The first major test of busing as a tool for desegregating came in the North Carolina school district of Charlotte-Mecklenburg. In 1969, a federal district court’s desegregation order called for extensive busing in the 80,000-student school district. At first, the community staunchly opposed the order and the school board appealed the decision. The U.S. Court of Appeals for the Fourth Circuit reversed the busing section of the lower court’s order, holding that it was excessive. District officials appealed the circuit-court decision to the Supreme Court, which in 1971 upheld the busing order in Swann v. Charlotte-Mecklenburg Board of Education. If a court finds evidence of intentional segregation, the Justices ruled, then it may appropriately require busing as a remedy.

After the Swann ruling, Charlotte’s political and business leaders moved to support the busing order. Anti-busing school-board members were voted out and replaced with supporters of the order. Parents of children scheduled to be bused joined together to seek ways to smooth the logistical problems. No serious protest has erupted since then, and the Charlotte-Mecklenburg district is often cited as a successful example of mandatory busing.

However, experts also point out that Charlotte-Mecklenburg differs in some significant ways from other urban districts that have been faced with busing orders. Because it is a countywide system, with inner-city and suburban schools all under the same jurisdiction, there were no neighboring suburban districts for white students to move to. And because most of the schools had long enjoyed an excellent reputation, white parents had little incentive to set up private schools.

The black/white mix of students in Charlotte-Mecklenburg has remained relatively stable, compared with that of many other urban areas. Two years ago, the student population was 62 percent white and 38 percent black; at the time of the Swann decision, it was 71 percent white and 29 percent black.
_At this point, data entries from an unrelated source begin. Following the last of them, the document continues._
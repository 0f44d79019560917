use std::sync::OnceLock;

use chrono::{DateTime, Days, NaiveDate, NaiveDateTime};
use regex::Regex;

use crate::error::ParseError;
use crate::models::Cell;

fn day_month_year() -> &'static Regex {
    static RE: OnceLock<Regex> = OnceLock::new();
    RE.get_or_init(|| {
        Regex::new(r"^(\d{1,2})[/-](\d{1,2})[/-](\d{2,4})$").expect("valid date regex")
    })
}

fn day_month() -> &'static Regex {
    static RE: OnceLock<Regex> = OnceLock::new();
    RE.get_or_init(|| Regex::new(r"^(\d{1,2})[/-](\d{1,2})$").expect("valid date regex"))
}

const FALLBACK_DATE_FORMATS: &[&str] = &["%Y-%m-%d", "%Y/%m/%d", "%d.%m.%Y"];
const FALLBACK_DATETIME_FORMATS: &[&str] = &["%Y-%m-%dT%H:%M:%S%.f", "%Y-%m-%d %H:%M:%S%.f"];

/// Serial numbers past this are far beyond any statement date.
const MAX_SERIAL: f64 = 2_958_466.0; // 9999-12-31

/// Convert a spreadsheet serial date. The epoch is 1899-12-30, which absorbs
/// the 1900 leap-year bug; the fractional part (time of day) is dropped.
pub fn excel_serial_to_date(serial: f64) -> Option<NaiveDate> {
    if !serial.is_finite() || !(0.0..=MAX_SERIAL).contains(&serial) {
        return None;
    }
    let base = NaiveDate::from_ymd_opt(1899, 12, 30)?;
    base.checked_add_days(Days::new(serial.floor() as u64))
}

/// Normalize a date cell to `YYYY-MM-DD`. Numeric cells are serial dates;
/// text is read day-first, with `document_year` completing `DD/MM` dates.
pub fn normalize_date(cell: &Cell, document_year: i32) -> Result<String, ParseError> {
    match cell {
        Cell::Number(n) => excel_serial_to_date(*n)
            .map(iso)
            .ok_or_else(|| ParseError::Date(n.to_string())),
        Cell::Text(s) => normalize_date_str(s, document_year),
        Cell::Empty => Err(ParseError::Empty),
    }
}

pub fn normalize_date_str(raw: &str, document_year: i32) -> Result<String, ParseError> {
    let s = raw.trim();
    if s.is_empty() {
        return Err(ParseError::Empty);
    }
    let invalid = || ParseError::Date(raw.to_string());

    if let Some(caps) = day_month_year().captures(s) {
        let day: u32 = caps[1].parse().map_err(|_| invalid())?;
        let month: u32 = caps[2].parse().map_err(|_| invalid())?;
        let mut year: i32 = caps[3].parse().map_err(|_| invalid())?;
        if year < 100 {
            year += 2000;
        }
        return NaiveDate::from_ymd_opt(year, month, day).map(iso).ok_or_else(invalid);
    }

    if let Some(caps) = day_month().captures(s) {
        let day: u32 = caps[1].parse().map_err(|_| invalid())?;
        let month: u32 = caps[2].parse().map_err(|_| invalid())?;
        return NaiveDate::from_ymd_opt(document_year, month, day)
            .map(iso)
            .ok_or_else(invalid);
    }

    parse_generic(s).map(iso).ok_or_else(invalid)
}

fn parse_generic(s: &str) -> Option<NaiveDate> {
    for fmt in FALLBACK_DATE_FORMATS {
        if let Ok(date) = NaiveDate::parse_from_str(s, fmt) {
            return Some(date);
        }
    }
    for fmt in FALLBACK_DATETIME_FORMATS {
        if let Ok(dt) = NaiveDateTime::parse_from_str(s, fmt) {
            return Some(dt.date());
        }
    }
    DateTime::parse_from_rfc3339(s).ok().map(|dt| dt.date_naive())
}

fn iso(date: NaiveDate) -> String {
    date.format("%Y-%m-%d").to_string()
}

/// True when `s` is a canonical `YYYY-MM-DD` calendar date.
pub fn is_iso_date(s: &str) -> bool {
    s.len() == 10 && NaiveDate::parse_from_str(s, "%Y-%m-%d").is_ok()
}
use std::path::PathBuf;

use extracto::db::{get_connection, init_db};
use extracto::error::Result;
use extracto::settings::{load_settings, save_settings, shellexpand_path};

pub fn run(data_dir: Option<String>) -> Result<()> {
    let mut settings = load_settings();
    if let Some(dir) = data_dir {
        settings.data_dir = shellexpand_path(&dir);
    }

    let data_dir = PathBuf::from(&settings.data_dir);
    std::fs::create_dir_all(&data_dir)?;
    save_settings(&settings)?;

    let db_path = settings.db_path();
    let conn = get_connection(&db_path)?;
    init_db(&conn)?;

    println!("Data directory: {}", data_dir.display());
    println!("Ledger:         {}", db_path.display());
    Ok(())
}
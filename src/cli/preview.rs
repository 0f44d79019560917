use colored::Colorize;
use comfy_table::{Cell, CellAlignment, Table};

use extracto::error::Result;
use extracto::fmt::signed_amount;
use extracto::models::{CandidateTransaction, TxnType};

use super::{build_report, print_report_summary, MappingArgs, SourceArgs};

pub fn run(
    source: &SourceArgs,
    mapping: &MappingArgs,
    dictionary: Option<&std::path::Path>,
    json: bool,
) -> Result<()> {
    let report = build_report(source, mapping, dictionary)?;

    if json {
        println!("{}", serde_json::to_string_pretty(&report)?);
        return Ok(());
    }

    println!("{}", candidate_table(&report.candidates));
    print_report_summary(&report);
    Ok(())
}

pub(crate) fn candidate_table(candidates: &[CandidateTransaction]) -> Table {
    let mut table = Table::new();
    table.set_header(vec!["Date", "Description", "Category", "Type", "Amount"]);
    for txn in candidates {
        let kind = match txn.kind {
            TxnType::Income => txn.kind.as_str().green().to_string(),
            TxnType::Expense => txn.kind.as_str().red().to_string(),
        };
        table.add_row(vec![
            Cell::new(&txn.date),
            Cell::new(&txn.description),
            Cell::new(&txn.category),
            Cell::new(kind),
            Cell::new(signed_amount(txn.kind, txn.amount)).set_alignment(CellAlignment::Right),
        ]);
    }
    table
}
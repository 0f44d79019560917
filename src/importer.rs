//! Import session: a sheet goes in, deduplicated candidate transactions come
//! out, and `save_to_ledger` hands them to the SQLite ledger.

use std::collections::BTreeMap;
use std::path::Path;

use rusqlite::Connection;
use serde::Serialize;
use sha2::{Digest, Sha256};
use tracing::{debug, info};

use crate::categorizer::CategoryDictionary;
use crate::dedupe::dedupe;
use crate::error::{ExtractoError, Result};
use crate::header::locate_header;
use crate::mapping::ColumnMapping;
use crate::models::{CandidateTransaction, Cell, HeaderInfo};
use crate::normalizer::normalize_row;
use crate::sheet::{read_grid, Grid};

// ---------------------------------------------------------------------------
// Session
// ---------------------------------------------------------------------------

#[derive(Debug, Default, Serialize)]
pub struct ImportReport {
    pub candidates: Vec<CandidateTransaction>,
    /// Data rows below the header that were looked at.
    pub rows_read: usize,
    /// Rejected rows keyed by cause (`amount`, `description`, `date`).
    pub rejected: BTreeMap<&'static str, usize>,
    /// Rows dropped because an identical candidate came earlier in the file.
    pub duplicates: usize,
}

impl ImportReport {
    pub fn rejected_total(&self) -> usize {
        self.rejected.values().sum()
    }
}

#[derive(Debug)]
pub struct ImportSession {
    rows: Grid,
    header: HeaderInfo,
}

impl ImportSession {
    pub fn open(file_path: &Path, sheet: Option<&str>, max_scan: usize) -> Result<Self> {
        let rows = read_grid(file_path, sheet)?;
        Self::from_grid(rows, max_scan)
    }

    pub fn from_grid(rows: Grid, max_scan: usize) -> Result<Self> {
        if rows.iter().all(|row| row.iter().all(Cell::is_blank)) {
            return Err(ExtractoError::EmptySheet);
        }
        let header = locate_header(&rows, max_scan);
        Ok(Self { rows, header })
    }

    /// Replace the inferred document year, e.g. from `--year`.
    pub fn with_document_year(mut self, year: i32) -> Self {
        self.header.document_year = year;
        self
    }

    pub fn header(&self) -> &HeaderInfo {
        &self.header
    }

    /// Non-blank rows below the header, paired with their 1-based file row.
    pub fn data_rows(&self) -> impl Iterator<Item = (usize, &[Cell])> {
        self.rows
            .iter()
            .enumerate()
            .skip(self.header.header_row_index + 1)
            .filter(|(_, row)| !row.iter().all(Cell::is_blank))
            .map(|(i, row)| (i + 1, row.as_slice()))
    }

    pub fn normalize(&self, mapping: &ColumnMapping, dictionary: &CategoryDictionary) -> Result<ImportReport> {
        let resolved = mapping.resolve(&self.header.headers)?;
        let mut report = ImportReport::default();
        let mut accepted = Vec::new();

        for (line, row) in self.data_rows() {
            report.rows_read += 1;
            let mapped = resolved.extract(row);
            match normalize_row(&mapped, dictionary, self.header.document_year) {
                Ok(txn) => accepted.push(txn),
                Err(rejection) => {
                    debug!(row = line, reason = rejection.reason(), error = %rejection, "row rejected");
                    *report.rejected.entry(rejection.reason()).or_default() += 1;
                }
            }
        }

        let before = accepted.len();
        report.candidates = dedupe(accepted);
        report.duplicates = before - report.candidates.len();

        info!(
            rows = report.rows_read,
            candidates = report.candidates.len(),
            rejected = report.rejected_total(),
            duplicates = report.duplicates,
            "sheet normalized"
        );
        Ok(report)
    }
}

// ---------------------------------------------------------------------------
// Ledger hand-off
// ---------------------------------------------------------------------------

#[derive(Debug, Default, PartialEq)]
pub struct SaveResult {
    pub imported: usize,
    pub skipped: usize,
    pub duplicate_file: bool,
}

pub fn compute_checksum(file_path: &Path) -> Result<String> {
    let data = std::fs::read(file_path)?;
    let mut hasher = Sha256::new();
    hasher.update(&data);
    Ok(hex::encode(hasher.finalize()))
}

fn is_duplicate_row(conn: &Connection, txn: &CandidateTransaction) -> Result<bool> {
    let mut stmt = conn.prepare_cached(
        "SELECT 1 FROM transactions WHERE date = ?1 AND description = ?2 AND amount = ?3 AND type = ?4",
    )?;
    Ok(stmt.exists(rusqlite::params![txn.date, txn.description, txn.amount, txn.kind.as_str()])?)
}

/// Store candidates from `file_path`. A file whose checksum was already
/// imported is refused as a whole; rows already in the ledger are skipped.
pub fn save_to_ledger(
    conn: &Connection,
    file_path: &Path,
    candidates: &[CandidateTransaction],
) -> Result<SaveResult> {
    let checksum = compute_checksum(file_path)?;
    {
        let mut stmt = conn.prepare("SELECT 1 FROM imports WHERE checksum = ?1")?;
        if stmt.exists([&checksum])? {
            info!(file = %file_path.display(), "file already imported");
            return Ok(SaveResult {
                duplicate_file: true,
                ..SaveResult::default()
            });
        }
    }

    let tx = conn.unchecked_transaction()?;
    let min_date = candidates.iter().map(|t| t.date.as_str()).min();
    let max_date = candidates.iter().map(|t| t.date.as_str()).max();
    tx.execute(
        "INSERT INTO imports (filename, record_count, date_range_start, date_range_end, checksum) VALUES (?1, 0, ?2, ?3, ?4)",
        rusqlite::params![
            file_path.file_name().and_then(|n| n.to_str()).unwrap_or(""),
            min_date,
            max_date,
            checksum,
        ],
    )?;
    let import_id = tx.last_insert_rowid();

    let mut result = SaveResult::default();
    for txn in candidates {
        if is_duplicate_row(&tx, txn)? {
            debug!(date = %txn.date, description = %txn.description, "already in ledger");
            result.skipped += 1;
            continue;
        }
        tx.execute(
            "INSERT INTO transactions (type, description, amount, category, date, import_id) VALUES (?1, ?2, ?3, ?4, ?5, ?6)",
            rusqlite::params![txn.kind.as_str(), txn.description, txn.amount, txn.category, txn.date, import_id],
        )?;
        result.imported += 1;
    }

    tx.execute(
        "UPDATE imports SET record_count = ?1 WHERE id = ?2",
        rusqlite::params![result.imported as i64, import_id],
    )?;
    tx.commit()?;

    info!(imported = result.imported, skipped = result.skipped, "ledger updated");
    Ok(result)
}

#[cfg(test)]
mod tests {
    use super::*;
    use crate::db::{get_connection, init_db};
    use crate::header::DEFAULT_SCAN_ROWS;
    use crate::models::TxnType;

    fn test_db() -> (tempfile::TempDir, Connection) {
        let dir = tempfile::tempdir().unwrap();
        let conn = get_connection(&dir.path().join("test.db")).unwrap();
        init_db(&conn).unwrap();
        (dir, conn)
    }

    fn write_statement(dir: &Path, name: &str, rows: &[(&str, &str, &str)]) -> std::path::PathBuf {
        let path = dir.join(name);
        let mut content = String::from("Banco de Prueba\nPeriodo: enero 2024\nFecha,Descripcion,Monto\n");
        for (date, desc, amt) in rows {
            content.push_str(&format!("{date},{desc},\"{amt}\"\n"));
        }
        std::fs::write(&path, &content).unwrap();
        path
    }

    fn mapping() -> ColumnMapping {
        ColumnMapping::new("Fecha", "Descripcion", "Monto")
    }

    fn normalize_file(path: &Path) -> ImportReport {
        ImportSession::open(path, None, DEFAULT_SCAN_ROWS)
            .unwrap()
            .normalize(&mapping(), &CategoryDictionary::builtin())
            .unwrap()
    }

    #[test]
    fn test_session_locates_header_and_year() {
        let dir = tempfile::tempdir().unwrap();
        let path = write_statement(dir.path(), "stmt.csv", &[("10/01", "Uber viaje", "-25.000")]);
        let session = ImportSession::open(&path, None, DEFAULT_SCAN_ROWS).unwrap();
        assert_eq!(session.header().header_row_index, 2);
        assert_eq!(session.header().document_year, 2024);
        assert_eq!(session.data_rows().count(), 1);
    }

    #[test]
    fn test_end_to_end_candidate() {
        let dir = tempfile::tempdir().unwrap();
        let path = write_statement(dir.path(), "stmt.csv", &[("10/01", "Uber viaje", "-25.000")]);
        let report = normalize_file(&path);
        assert_eq!(
            report.candidates,
            vec![CandidateTransaction {
                description: "Uber viaje".to_string(),
                amount: 25000.0,
                date: "2024-01-10".to_string(),
                kind: TxnType::Expense,
                category: "Transporte".to_string(),
            }]
        );
    }

    #[test]
    fn test_report_counts_rejections_and_duplicates() {
        let dir = tempfile::tempdir().unwrap();
        let path = write_statement(dir.path(), "stmt.csv", &[
            ("10/01", "Uber viaje", "-25.000"),
            ("10/01", "Uber viaje", "-25.000"),
            ("11/01", "Sin monto", "0"),
            ("12/01", "", "-5.000"),
            ("someday", "Rappi", "-9.000"),
            ("13/01", "Netflix", "38.900"),
        ]);
        let report = normalize_file(&path);
        assert_eq!(report.rows_read, 6);
        assert_eq!(report.candidates.len(), 2);
        assert_eq!(report.duplicates, 1);
        assert_eq!(report.rejected.get("amount"), Some(&1));
        assert_eq!(report.rejected.get("description"), Some(&1));
        assert_eq!(report.rejected.get("date"), Some(&1));
        assert_eq!(report.rejected_total(), 3);
    }

    #[test]
    fn test_year_override() {
        let dir = tempfile::tempdir().unwrap();
        let path = write_statement(dir.path(), "stmt.csv", &[("10/01", "Uber", "-1")]);
        let report = ImportSession::open(&path, None, DEFAULT_SCAN_ROWS)
            .unwrap()
            .with_document_year(2019)
            .normalize(&mapping(), &CategoryDictionary::builtin())
            .unwrap();
        assert_eq!(report.candidates[0].date, "2019-01-10");
    }

    #[test]
    fn test_unknown_column_is_an_error() {
        let dir = tempfile::tempdir().unwrap();
        let path = write_statement(dir.path(), "stmt.csv", &[("10/01", "Uber", "-1")]);
        let session = ImportSession::open(&path, None, DEFAULT_SCAN_ROWS).unwrap();
        let err = session
            .normalize(&ColumnMapping::new("Fecha", "Detalle", "Monto"), &CategoryDictionary::builtin())
            .unwrap_err();
        assert!(matches!(err, ExtractoError::UnknownColumn { field: "description", .. }));
    }

    #[test]
    fn test_empty_sheet_is_an_error() {
        assert!(matches!(
            ImportSession::from_grid(Vec::new(), DEFAULT_SCAN_ROWS),
            Err(ExtractoError::EmptySheet)
        ));
        let blank = vec![Vec::new(), vec![Cell::Empty, Cell::from("  ")]];
        assert!(matches!(
            ImportSession::from_grid(blank, DEFAULT_SCAN_ROWS),
            Err(ExtractoError::EmptySheet)
        ));
    }

    #[test]
    fn test_blank_rows_count_as_file_rows_but_are_not_data() {
        let dir = tempfile::tempdir().unwrap();
        let path = dir.path().join("blank.csv");
        std::fs::write(
            &path,
            "Banco de Prueba\n\nPeriodo 2024\n,,\nFecha,Descripcion,Monto\n10/01,Uber,-1.000\n\n,,\n11/01,Rappi,-2.000\n",
        )
        .unwrap();
        let session = ImportSession::open(&path, None, DEFAULT_SCAN_ROWS).unwrap();
        assert_eq!(session.header().header_row_index, 4);
        let lines: Vec<usize> = session.data_rows().map(|(line, _)| line).collect();
        assert_eq!(lines, vec![6, 9]);

        let report = session.normalize(&mapping(), &CategoryDictionary::builtin()).unwrap();
        assert_eq!(report.rows_read, 2);
        assert_eq!(report.candidates.len(), 2);
        assert_eq!(report.rejected_total(), 0);
    }

    #[test]
    fn test_scan_window_counts_blank_rows() {
        let dir = tempfile::tempdir().unwrap();
        let path = dir.path().join("late_header.csv");
        std::fs::write(&path, "Banco\n\n\n\nFecha,Descripcion,Monto\n10/01,Uber,-1\n").unwrap();
        let session = ImportSession::open(&path, None, 3).unwrap();
        assert_eq!(session.header().header_row_index, 0);
        let session = ImportSession::open(&path, None, 5).unwrap();
        assert_eq!(session.header().header_row_index, 4);
    }

    #[test]
    fn test_save_inserts_transactions() {
        let (dir, conn) = test_db();
        let path = write_statement(dir.path(), "stmt.csv", &[
            ("10/01", "Uber viaje", "-25.000"),
            ("30/01", "Pago nomina", "3.500.000"),
        ]);
        let report = normalize_file(&path);
        let result = save_to_ledger(&conn, &path, &report.candidates).unwrap();
        assert_eq!(result, SaveResult { imported: 2, skipped: 0, duplicate_file: false });

        let (kind, category): (String, String) = conn
            .query_row("SELECT type, category FROM transactions WHERE description = 'Pago nomina'", [], |r| {
                Ok((r.get(0)?, r.get(1)?))
            })
            .unwrap();
        assert_eq!(kind, "income");
        assert_eq!(category, "Salario");
    }

    #[test]
    fn test_save_detects_file_duplicate() {
        let (dir, conn) = test_db();
        let path = write_statement(dir.path(), "stmt.csv", &[("10/01", "Uber viaje", "-25.000")]);
        let report = normalize_file(&path);
        let r1 = save_to_ledger(&conn, &path, &report.candidates).unwrap();
        assert_eq!(r1.imported, 1);
        let r2 = save_to_ledger(&conn, &path, &report.candidates).unwrap();
        assert!(r2.duplicate_file);
        assert_eq!(r2.imported, 0);
    }

    #[test]
    fn test_save_skips_rows_already_in_ledger() {
        let (dir, conn) = test_db();
        let first = write_statement(dir.path(), "enero.csv", &[
            ("10/01", "Uber viaje", "-25.000"),
            ("11/01", "Rappi", "-18.000"),
        ]);
        save_to_ledger(&conn, &first, &normalize_file(&first).candidates).unwrap();

        let second = write_statement(dir.path(), "enero_v2.csv", &[
            ("11/01", "Rappi", "-18.000"),
            ("12/01", "Cine", "-15.000"),
        ]);
        let r2 = save_to_ledger(&conn, &second, &normalize_file(&second).candidates).unwrap();
        assert_eq!(r2.imported, 1);
        assert_eq!(r2.skipped, 1);
    }

    #[test]
    fn test_save_records_batch() {
        let (dir, conn) = test_db();
        let path = write_statement(dir.path(), "stmt.csv", &[
            ("15/01", "Uber", "-1.000"),
            ("03/01", "Rappi", "-2.000"),
        ]);
        save_to_ledger(&conn, &path, &normalize_file(&path).candidates).unwrap();
        let (count, start, end): (i64, String, String) = conn
            .query_row(
                "SELECT record_count, date_range_start, date_range_end FROM imports LIMIT 1",
                [],
                |r| Ok((r.get(0)?, r.get(1)?, r.get(2)?)),
            )
            .unwrap();
        assert_eq!(count, 2);
        assert_eq!(start, "2024-01-03");
        assert_eq!(end, "2024-01-15");
    }
}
Two years after the Swann decision, the Court clarified further the responsibilities of school authorities and the courts in remedying segregation. It also, for the first time, examined the problem of school segregation in the North, where state laws requiring or permitting segregation had never existed or had been repealed decades earlier.

At issue was a federal-district-court order that called for the desegregation of some, but not all, of the public schools in Denver. The district court found that the city school board, by actions affecting school construction, attendance zones, and the use of mobile classroom units, had engaged in deliberate racial segregation in only one portion of the school district. Although it found evidence that inner-city schools were segregated in fact, it ruled that the board’s segregative actions had no effect on these schools and refused to order their desegregation.

In 1973, in Keyes v. School District No. 1, the Supreme Court reversed the district court’s finding and ordered desegregation in Denver on a districtwide scale. The Court ruled that racially discriminatory actions have an impact that reaches beyond the schools that are the targets of those actions, adversely affecting the whole district.

For nine years after Keyes, Denver school officials were unable to develop a desegregation plan that met with the approval of the district court. Only in 1982 was a new plan tentatively approved that called for the busing of about 10 percent of the district’s students.

The city school board recently asked the court to declare the system “unitary,” or fully desegregated, and to end its jurisdiction in the lawsuit.

Boston

Until the 1970’s, the focus of national attention and legal contests in the federal courts seemed to suggest that school segregation was largely a Southern problem. But it was also a fact of life in the older urban centers of the North, Midwest, and West--a reality that had led many Southerners to bitterly resent the interventions of Northern activists in their desegregation disputes.

Despite Boston’s reputation as the academic center of the nation, the city’s public-school system had become extremely segregated. Ethnic neighborhoods--the Irish in South Boston, the Italians in East Boston, and the blacks in Roxbury--were fiercely self-conscious. In 1965, the naacp had filed a suit, Morgan v. O’Bryant, on behalf of black parents seeking to desegregate the school system. The passage that year of a state “racial-imbalance” law, however, persuaded lawyers for the parent’s group to withdraw their suit.

Squabbling between local pro- and anti-busing forces prevented the implementation of a desegregation plan that met with the approval of the black parents’ group. In 1972, several community groups, joined by naacp lawyers, decided to refile a suit in federal district court.

In his June 1974 ruling in the case, U.S. District Judge W. Arthur Garrity Jr. held that the school officials “knowingly carried out a systematic program of segregation affecting all of the city’s students, teachers, and school facilities.” He ordered the implementation of a desegregation plan that sparked displays of intense hatred and violence between the ethnic groups, and outspoken opposition on the part of many public officials.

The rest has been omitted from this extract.